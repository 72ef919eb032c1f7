mod common;

use common::{graph, ramp, record_dirty, roi, AddOffset, Identity, LanePiper};
use roiflow_graph::{Dirty, Error, SlotStatus, Value};
use std::sync::atomic::Ordering;
use std::sync::{Arc, Mutex};

#[test]
fn test_identity_chain_forwards_region() {
    let g = graph(2);
    let first = Identity::add(&g, "First");
    let second = Identity::add(&g, "Second");
    first.input.set_value(ramp(&[100, 100])).unwrap();
    g.connect(&first.output, &second.input).unwrap();

    let (seen, _sub) = record_dirty(&second.output);
    first.input.set_dirty(roi(&[0, 0], &[10, 10]));

    let seen = seen.lock().unwrap();
    assert_eq!(seen.as_slice(), &[Dirty::Region(roi(&[0, 0], &[10, 10]))]);
    assert_eq!(second.output.status(), SlotStatus::Dirty);
}

#[test]
fn test_dirty_region_is_clipped_to_shape() {
    let g = graph(1);
    let op = Identity::add(&g, "Clip");
    op.input.set_value(ramp(&[20, 20])).unwrap();
    let (seen, _sub) = record_dirty(&op.output);

    op.input.set_dirty(roi(&[15, 15], &[40, 40]));
    op.input.set_dirty(roi(&[25, 0], &[30, 5]));

    assert_eq!(
        seen.lock().unwrap().as_slice(),
        &[Dirty::Region(roi(&[15, 15], &[20, 20]))]
    );
}

#[test]
fn test_scalar_change_marks_whole() {
    let g = graph(1);
    let op = AddOffset::add(&g, "Offset");
    op.input.set_value(Value::Int(3)).unwrap();
    let (seen, _sub) = record_dirty(&op.output);

    op.offset.set_value(Value::Int(4)).unwrap();
    assert_eq!(seen.lock().unwrap().as_slice(), &[Dirty::Whole]);
    assert_eq!(op.output.value().unwrap(), Value::Int(7));
}

#[test]
fn test_unconfigured_output_reports_not_ready() {
    let g = graph(1);
    let op = Identity::add(&g, "Lonely");
    assert!(!op.output.ready());
    assert!(matches!(
        op.output.read(&roi(&[0], &[1])),
        Err(Error::NotReady { .. })
    ));

    op.input.set_value(ramp(&[4])).unwrap();
    assert!(op.output.ready());
    let data = op.output.read(&roi(&[1], &[3])).unwrap();
    assert_eq!(data.to_f32().as_slice().unwrap(), &[1.0, 2.0]);

    op.input.disconnect();
    assert!(!op.output.ready());
    assert_eq!(op.output.status(), SlotStatus::Unconfigured);
}

#[test]
fn test_default_value_restored_on_disconnect() {
    let g = graph(1);
    let source = AddOffset::add(&g, "Source");
    source.input.set_value(Value::Int(10)).unwrap();
    let op = AddOffset::add(&g, "Target");
    op.input.set_value(Value::Int(1)).unwrap();

    g.connect(&source.output, &op.offset).unwrap();
    assert_eq!(op.output.value().unwrap(), Value::Int(11));

    op.offset.disconnect();
    assert!(op.offset.has_value());
    assert_eq!(op.output.value().unwrap(), Value::Int(1));
}

#[test]
fn test_incompatible_connections_are_rejected() {
    let g = graph(1);
    let array_op = Identity::add(&g, "Arrays");
    let value_op = AddOffset::add(&g, "Values");
    let lanes = LanePiper::add(&g, "Lanes");

    assert!(matches!(
        g.connect(&value_op.output, &array_op.input),
        Err(Error::IncompatibleSlot { .. })
    ));
    assert!(matches!(
        g.connect(&array_op.output, &lanes.inputs),
        Err(Error::IncompatibleSlot { .. })
    ));
    assert!(matches!(
        array_op.input.set_value(Value::Int(1)),
        Err(Error::IncompatibleSlot { .. })
    ));
}

#[test]
fn test_setup_is_idempotent() {
    let g = graph(1);
    let first = Identity::add(&g, "First");
    let second = Identity::add(&g, "Second");
    first.input.set_value(ramp(&[8, 8])).unwrap();
    g.connect(&first.output, &second.input).unwrap();
    assert_eq!(second.setups.load(Ordering::SeqCst), 1);

    // Same shape and dtype: metadata is unchanged downstream.
    first.input.set_value(ramp(&[8, 8])).unwrap();
    g.connect(&first.output, &second.input).unwrap();
    assert_eq!(second.setups.load(Ordering::SeqCst), 1);

    first.input.set_value(ramp(&[4, 8])).unwrap();
    assert_eq!(second.setups.load(Ordering::SeqCst), 2);
    assert_eq!(second.output.meta().unwrap().shape, vec![4, 8]);
}

#[test]
fn test_one_callback_per_subscriber_and_unsubscribe() {
    let g = graph(1);
    let op = Identity::add(&g, "Observed");
    op.input.set_value(ramp(&[6])).unwrap();

    let (a, sub_a) = record_dirty(&op.output);
    let (b, _sub_b) = record_dirty(&op.output);
    op.input.set_dirty(roi(&[0], &[2]));
    assert_eq!(a.lock().unwrap().len(), 1);
    assert_eq!(b.lock().unwrap().len(), 1);

    sub_a.unsubscribe();
    op.input.set_dirty(roi(&[2], &[4]));
    assert_eq!(a.lock().unwrap().len(), 1);
    assert_eq!(b.lock().unwrap().len(), 2);
}

#[test]
fn test_multi_slot_resize_notifies_in_order() {
    let g = graph(1);
    let op = LanePiper::add(&g, "Lanes");
    let events = Arc::new(Mutex::new(Vec::new()));

    let inserted = Arc::clone(&events);
    let _ins = op.outputs.notify_inserted(move |_, index| {
        inserted.lock().unwrap().push(format!("+{index}"));
    });
    let removed = Arc::clone(&events);
    let _rem = op.outputs.notify_removed(move |_, index| {
        removed.lock().unwrap().push(format!("-{index}"));
    });

    op.inputs.resize(3).unwrap();
    assert_eq!(op.outputs.len(), 3);
    op.inputs.resize(0).unwrap();
    assert_eq!(op.outputs.len(), 0);

    assert_eq!(
        events.lock().unwrap().as_slice(),
        &["+0", "+1", "+2", "-2", "-1", "-0"]
    );
}

#[test]
fn test_multi_slot_lanes_are_addressed_by_subindex() {
    let g = graph(2);
    let op = LanePiper::add(&g, "Lanes");
    op.inputs.resize(2).unwrap();
    op.inputs.child(0).unwrap().set_value(ramp(&[3])).unwrap();
    op.inputs.child(1).unwrap().set_value(ramp(&[5])).unwrap();

    let lane = op.outputs.child(1).unwrap();
    assert_eq!(lane.meta().unwrap().shape, vec![5]);
    let data = lane.read(&roi(&[3], &[5])).unwrap();
    assert_eq!(data.to_f32().as_slice().unwrap(), &[3.0, 4.0]);

    // Parent observers see sub-slot notifications with the sub-slot.
    let indices = Arc::new(Mutex::new(Vec::new()));
    let sink = Arc::clone(&indices);
    let _sub = op.outputs.notify_dirty(move |slot, _| {
        sink.lock().unwrap().push(slot.index());
    });
    op.inputs.child(0).unwrap().set_dirty(Dirty::Whole);
    assert_eq!(indices.lock().unwrap().as_slice(), &[Some(0)]);

    assert!(matches!(
        op.outputs.child(7),
        Err(Error::StructuralRace { index: 7, len: 2, .. })
    ));
}

#[test]
fn test_connected_multi_slot_follows_upstream() {
    let g = graph(1);
    let upstream = LanePiper::add(&g, "Up");
    let downstream = LanePiper::add(&g, "Down");
    upstream.inputs.resize(1).unwrap();
    g.connect(&upstream.outputs, &downstream.inputs).unwrap();
    assert_eq!(downstream.outputs.len(), 1);

    upstream.inputs.resize(3).unwrap();
    assert_eq!(downstream.inputs.len(), 3);
    assert_eq!(downstream.outputs.len(), 3);

    upstream.inputs.child(2).unwrap().set_value(ramp(&[2, 2])).unwrap();
    let lane = downstream.outputs.child(2).unwrap();
    assert_eq!(lane.meta().unwrap().shape, vec![2, 2]);
    assert!(downstream.inputs.resize(1).is_err());

    upstream.inputs.remove_slot(0).unwrap();
    assert_eq!(downstream.outputs.len(), 2);
    assert_eq!(lane.index(), Some(1));
}

#[test]
fn test_teardown_disconnects_consumers() {
    let g = graph(1);
    let first = Identity::add(&g, "First");
    let second = Identity::add(&g, "Second");
    first.input.set_value(ramp(&[4])).unwrap();
    g.connect(&first.output, &second.input).unwrap();
    assert!(second.output.ready());

    assert!(g.remove_operator(first.node()));
    assert!(!second.input.is_connected());
    assert!(!second.output.ready());
    assert_eq!(g.len(), 1);
}

#[test]
fn test_mark_clean() {
    let g = graph(1);
    let op = Identity::add(&g, "Clean");
    assert_eq!(op.input.status(), SlotStatus::Unconfigured);
    op.input.set_value(ramp(&[2])).unwrap();
    assert_eq!(op.output.status(), SlotStatus::Dirty);
    op.output.mark_clean();
    assert_eq!(op.output.status(), SlotStatus::Clean);
}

ABOUT THIS EXERCISE
Where does the word "AddOffset" occur in the records? Return every line that holds it.

WRITTEN RESPONSE
use common::{graph, ramp, record_dirty, roi, AddOffset, Identity, LanePiper};
    let op = AddOffset::add(&g, "Offset");
    let source = AddOffset::add(&g, "Source");
    let op = AddOffset::add(&g, "Target");
    let value_op = AddOffset::add(&g, "Values");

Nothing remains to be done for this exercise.